A hoodlum throws a stone vertically downward with an initial speed v0 from the roof of a building, a height h above the ground. (a) How long does it take the stone to reach the ground? (b) What is the speed of the stone at impact? Give your answers in terms of the given variables and g.
To answer these questions, we can use the equations of motion for freely falling objects.
(a) How long does it take the stone to reach the ground?
The motion of the stone is in the vertical direction, and the only force acting on it is gravity. We can use the equation of motion for free fall:
h = v0t + (1/2)gt^2
Where:
h = height of the building
v0 = initial velocity of the stone (downward)
t = time taken to reach the ground
g = acceleration due to gravity (approximately 9.8 m/s^2)
Since the stone is being thrown downward, the initial velocity v0 will be negative.
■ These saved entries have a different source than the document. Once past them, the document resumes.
//! ═══════════════════════════════════════════════════════════════════════════════
//! FILE: lib.rs | CORE/SYMCIRC_ENGINE/src/lib.rs
//! PURPOSE: Symbolic Laplace-domain analysis of linear circuits
//! MODIFIED: 2026-07-21
//! LAYER: CORE → SYMCIRC_ENGINE
//! ═══════════════════════════════════════════════════════════════════════════════
//!
//! SYMCIRC_ENGINE turns a parsed netlist into closed-form transfer
//! functions in the complex variable s:
//! - exact rational and coefficient algebra (no floating point in the core)
//! - fraction-free symbolic elimination
//! - admittance substitution and expression normalization
//! - deduplicated, ordered output in two syntaxes (human text and a script
//!   for the numeric post-processor)
//!
//! ┌─────────────────────────────────────────────────────────────────────────────┐
//! │ ARCHITECTURE                                                                │
//! ├─────────────────────────────────────────────────────────────────────────────┤
//! │                                                                             │
//! │   circuit ──► symtab ──► les ──► solver ──► freq ──► render                 │
//! │      │           │         │        │         │         │                   │
//! │      │           │         └─ coeff ┘         │         │                   │
//! │      │           │            (arena, grid)   │         │                   │
//! │      └───────────┴────────── rational ────────┴─────────┘                   │
//! │                                                                             │
//! │   analysis: per-request orchestration, result-local recovery                │
//! │                                                                             │
//! └─────────────────────────────────────────────────────────────────────────────┘
//!
//! USED BY:
//!   • TOOLS/SYMCIRC_CLI → command-line driver
//!
//! ═══════════════════════════════════════════════════════════════════════════════

// ─────────────────────────────────────────────────────────────────────────────────
// CODE BELOW
// ─────────────────────────────────────────────────────────────────────────────────

pub mod analysis;
pub mod circuit;
pub mod coeff;
pub mod error;
pub mod freq;
pub mod grid;
pub mod les;
pub mod rational;
pub mod render;
pub mod solver;
pub mod symtab;

pub use analysis::{analyze, AnalysisReport, ResultError, ResultOutcome};
pub use circuit::parse::parse_netlist;
pub use circuit::validate::{validate, Diagnostics, Warning};
pub use circuit::{
    Axis, Circuit, CircuitBuilder, Device, DeviceKind, DeviceSpec, PlotInfo, ResultRequest,
    UserVoltage,
};
pub use error::{AnalysisError, CircuitError};
pub use rational::Rat;
pub use render::RenderedResult;
pub use symtab::SymbolTable;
Therefore, the equation becomes:
h = -v0t + (1/2)gt^2
Rearranging the equation and setting h to zero (as that's when the stone reaches the ground), we can solve for t:
(1/2)gt^2 - v0t = 0
t((1/2)gt - v0) = 0
Either t = 0 or (1/2)gt - v0 = 0
Since the stone is not initially at rest (v0 is not zero), the second equation gives the correct solution:
(1/2)gt - v0 = 0
Simplifying the equation:
gt = 2v0
t = (2v0)/g
So, the time taken for the stone to reach the ground is t = (2v0)/g.
(b) What is the speed of the stone at impact?
The speed of the stone at impact can be found by using the equation of motion:
v = v0 + gt
Substituting v0 = -v0 (since it is moving downward) and t = (2v0)/g, we get:
v = -v0 + g((2v0)/g)
Simplifying the equation:
v = -v0 + 2v0
v = v0
So, the speed of the stone at impact is equal to its initial speed, v0.